◆ What the task requires
Pull out every line below holding the word "AggregationBins".

◆ Dataset records

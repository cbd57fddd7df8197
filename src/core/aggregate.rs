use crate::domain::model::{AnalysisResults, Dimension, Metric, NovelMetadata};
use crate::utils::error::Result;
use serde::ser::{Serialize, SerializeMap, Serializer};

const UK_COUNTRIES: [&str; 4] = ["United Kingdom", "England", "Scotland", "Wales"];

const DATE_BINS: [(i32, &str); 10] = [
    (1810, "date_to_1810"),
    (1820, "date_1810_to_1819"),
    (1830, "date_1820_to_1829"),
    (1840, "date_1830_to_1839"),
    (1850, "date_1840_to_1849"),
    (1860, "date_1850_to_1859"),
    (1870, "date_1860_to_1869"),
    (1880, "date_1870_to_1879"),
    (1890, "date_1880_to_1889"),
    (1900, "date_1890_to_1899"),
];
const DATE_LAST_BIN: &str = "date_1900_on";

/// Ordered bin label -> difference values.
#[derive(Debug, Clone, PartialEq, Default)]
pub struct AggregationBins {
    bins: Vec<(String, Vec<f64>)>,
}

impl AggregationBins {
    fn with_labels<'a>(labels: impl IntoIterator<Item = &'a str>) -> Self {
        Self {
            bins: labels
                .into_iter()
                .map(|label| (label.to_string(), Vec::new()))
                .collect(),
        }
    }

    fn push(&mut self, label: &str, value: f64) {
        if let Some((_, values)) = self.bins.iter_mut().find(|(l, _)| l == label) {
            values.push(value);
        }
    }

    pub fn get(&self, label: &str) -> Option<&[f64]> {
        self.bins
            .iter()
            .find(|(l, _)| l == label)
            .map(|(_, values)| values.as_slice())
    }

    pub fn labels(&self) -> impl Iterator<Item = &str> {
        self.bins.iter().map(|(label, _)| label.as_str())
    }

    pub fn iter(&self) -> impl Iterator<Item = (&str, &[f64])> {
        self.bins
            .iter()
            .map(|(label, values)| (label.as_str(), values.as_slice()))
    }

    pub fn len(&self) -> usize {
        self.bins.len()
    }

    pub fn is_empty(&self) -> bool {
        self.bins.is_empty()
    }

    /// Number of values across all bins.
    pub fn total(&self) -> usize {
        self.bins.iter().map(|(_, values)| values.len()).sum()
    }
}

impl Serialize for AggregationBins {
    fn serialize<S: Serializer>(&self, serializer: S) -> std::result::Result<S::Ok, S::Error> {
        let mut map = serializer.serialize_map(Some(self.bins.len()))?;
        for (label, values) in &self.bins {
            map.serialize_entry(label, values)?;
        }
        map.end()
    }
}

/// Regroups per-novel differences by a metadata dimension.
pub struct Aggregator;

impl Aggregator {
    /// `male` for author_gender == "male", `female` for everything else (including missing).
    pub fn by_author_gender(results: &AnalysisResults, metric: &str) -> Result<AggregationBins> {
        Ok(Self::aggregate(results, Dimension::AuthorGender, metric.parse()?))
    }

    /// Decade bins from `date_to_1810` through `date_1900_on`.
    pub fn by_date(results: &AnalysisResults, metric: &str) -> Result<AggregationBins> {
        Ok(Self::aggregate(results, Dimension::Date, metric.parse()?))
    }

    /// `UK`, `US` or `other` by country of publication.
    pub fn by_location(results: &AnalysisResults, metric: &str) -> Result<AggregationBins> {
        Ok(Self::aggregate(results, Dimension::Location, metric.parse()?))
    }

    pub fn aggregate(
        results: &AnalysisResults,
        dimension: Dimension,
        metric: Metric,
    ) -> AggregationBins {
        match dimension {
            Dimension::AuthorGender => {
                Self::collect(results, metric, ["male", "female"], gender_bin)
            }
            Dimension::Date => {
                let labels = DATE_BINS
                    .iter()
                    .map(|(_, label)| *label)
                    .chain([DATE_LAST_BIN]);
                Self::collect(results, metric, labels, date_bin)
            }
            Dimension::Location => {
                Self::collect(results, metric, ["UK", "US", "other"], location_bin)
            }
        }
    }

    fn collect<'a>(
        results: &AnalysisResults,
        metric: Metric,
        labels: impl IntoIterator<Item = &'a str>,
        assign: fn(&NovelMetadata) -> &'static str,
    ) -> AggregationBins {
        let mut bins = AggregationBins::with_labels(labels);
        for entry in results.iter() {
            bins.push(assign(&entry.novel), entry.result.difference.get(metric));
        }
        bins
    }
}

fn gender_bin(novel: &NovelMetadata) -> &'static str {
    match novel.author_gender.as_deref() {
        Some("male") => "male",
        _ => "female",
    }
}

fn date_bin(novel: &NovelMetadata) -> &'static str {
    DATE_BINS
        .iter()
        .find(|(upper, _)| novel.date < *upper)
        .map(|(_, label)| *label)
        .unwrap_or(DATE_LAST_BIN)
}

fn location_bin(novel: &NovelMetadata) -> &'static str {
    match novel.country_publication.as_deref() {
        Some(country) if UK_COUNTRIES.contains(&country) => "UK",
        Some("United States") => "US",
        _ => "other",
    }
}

==

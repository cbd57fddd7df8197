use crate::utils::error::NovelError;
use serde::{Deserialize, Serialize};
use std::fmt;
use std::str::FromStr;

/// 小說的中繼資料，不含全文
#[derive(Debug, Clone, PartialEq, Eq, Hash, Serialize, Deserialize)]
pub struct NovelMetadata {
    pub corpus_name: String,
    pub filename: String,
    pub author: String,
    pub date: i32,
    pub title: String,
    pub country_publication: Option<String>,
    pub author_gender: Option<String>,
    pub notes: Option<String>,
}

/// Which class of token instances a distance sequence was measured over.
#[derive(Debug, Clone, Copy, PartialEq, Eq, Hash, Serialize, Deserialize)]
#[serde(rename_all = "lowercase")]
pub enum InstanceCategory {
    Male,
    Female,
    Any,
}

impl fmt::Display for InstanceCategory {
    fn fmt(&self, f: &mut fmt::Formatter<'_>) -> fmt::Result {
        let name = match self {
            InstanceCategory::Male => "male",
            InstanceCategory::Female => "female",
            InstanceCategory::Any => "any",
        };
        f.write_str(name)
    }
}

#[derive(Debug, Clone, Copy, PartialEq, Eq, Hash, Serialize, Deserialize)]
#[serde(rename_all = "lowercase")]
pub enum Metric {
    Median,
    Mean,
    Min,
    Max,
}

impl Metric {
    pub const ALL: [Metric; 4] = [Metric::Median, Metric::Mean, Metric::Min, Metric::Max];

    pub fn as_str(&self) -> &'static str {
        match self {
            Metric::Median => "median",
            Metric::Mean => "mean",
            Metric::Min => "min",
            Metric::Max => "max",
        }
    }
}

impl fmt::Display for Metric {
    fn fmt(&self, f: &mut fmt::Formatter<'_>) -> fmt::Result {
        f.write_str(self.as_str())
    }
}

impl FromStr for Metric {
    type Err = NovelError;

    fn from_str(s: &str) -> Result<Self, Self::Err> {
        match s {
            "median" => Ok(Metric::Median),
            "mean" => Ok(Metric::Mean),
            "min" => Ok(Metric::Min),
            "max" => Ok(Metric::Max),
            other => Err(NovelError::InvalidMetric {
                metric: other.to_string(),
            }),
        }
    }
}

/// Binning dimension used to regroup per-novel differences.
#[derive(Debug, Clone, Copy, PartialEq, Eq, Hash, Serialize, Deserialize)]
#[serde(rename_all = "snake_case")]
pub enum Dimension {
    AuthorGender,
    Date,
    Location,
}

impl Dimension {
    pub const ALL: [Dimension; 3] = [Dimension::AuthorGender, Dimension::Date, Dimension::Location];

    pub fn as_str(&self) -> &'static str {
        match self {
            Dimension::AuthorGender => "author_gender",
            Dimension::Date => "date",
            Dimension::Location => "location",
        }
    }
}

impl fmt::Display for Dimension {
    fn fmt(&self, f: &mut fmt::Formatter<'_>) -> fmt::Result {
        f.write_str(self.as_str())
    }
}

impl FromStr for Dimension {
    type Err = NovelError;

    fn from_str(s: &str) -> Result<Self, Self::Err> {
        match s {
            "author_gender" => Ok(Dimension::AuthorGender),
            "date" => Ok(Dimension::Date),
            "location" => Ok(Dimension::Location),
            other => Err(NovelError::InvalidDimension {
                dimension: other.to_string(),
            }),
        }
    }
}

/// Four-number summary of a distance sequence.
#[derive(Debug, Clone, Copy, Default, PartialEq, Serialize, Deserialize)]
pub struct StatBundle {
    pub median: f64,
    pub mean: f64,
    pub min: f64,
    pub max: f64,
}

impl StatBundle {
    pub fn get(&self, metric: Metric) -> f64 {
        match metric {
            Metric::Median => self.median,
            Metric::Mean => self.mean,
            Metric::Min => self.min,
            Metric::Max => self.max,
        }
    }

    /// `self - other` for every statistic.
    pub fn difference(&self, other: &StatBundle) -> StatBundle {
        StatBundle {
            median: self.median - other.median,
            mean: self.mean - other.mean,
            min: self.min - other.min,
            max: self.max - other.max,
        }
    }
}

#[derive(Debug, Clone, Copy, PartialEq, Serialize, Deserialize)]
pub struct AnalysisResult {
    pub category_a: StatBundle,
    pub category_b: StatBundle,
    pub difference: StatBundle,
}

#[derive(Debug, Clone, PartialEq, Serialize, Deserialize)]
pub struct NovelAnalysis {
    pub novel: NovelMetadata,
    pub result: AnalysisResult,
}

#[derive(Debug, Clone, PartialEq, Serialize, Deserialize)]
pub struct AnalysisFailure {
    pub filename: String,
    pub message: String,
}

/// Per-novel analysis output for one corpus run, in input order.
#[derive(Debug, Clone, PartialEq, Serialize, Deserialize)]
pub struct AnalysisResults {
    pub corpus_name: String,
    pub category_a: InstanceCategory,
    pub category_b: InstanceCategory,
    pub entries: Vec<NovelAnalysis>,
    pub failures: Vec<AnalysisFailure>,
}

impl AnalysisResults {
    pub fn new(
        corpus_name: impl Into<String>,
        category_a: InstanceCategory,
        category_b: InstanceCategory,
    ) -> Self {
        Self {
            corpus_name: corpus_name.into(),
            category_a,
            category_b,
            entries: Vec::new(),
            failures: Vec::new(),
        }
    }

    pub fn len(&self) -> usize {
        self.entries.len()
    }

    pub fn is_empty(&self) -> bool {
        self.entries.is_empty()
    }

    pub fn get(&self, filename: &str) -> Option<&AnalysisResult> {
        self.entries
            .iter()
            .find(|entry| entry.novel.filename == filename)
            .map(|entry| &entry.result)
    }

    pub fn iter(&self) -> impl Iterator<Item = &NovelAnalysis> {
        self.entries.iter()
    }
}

◆ Solution to this task
pub struct AggregationBins {
impl AggregationBins {
impl Serialize for AggregationBins {
    pub fn by_author_gender(results: &AnalysisResults, metric: &str) -> Result<AggregationBins> {
    pub fn by_date(results: &AnalysisResults, metric: &str) -> Result<AggregationBins> {
    pub fn by_location(results: &AnalysisResults, metric: &str) -> Result<AggregationBins> {
    ) -> AggregationBins {
    ) -> AggregationBins {
        let mut bins = AggregationBins::with_labels(labels);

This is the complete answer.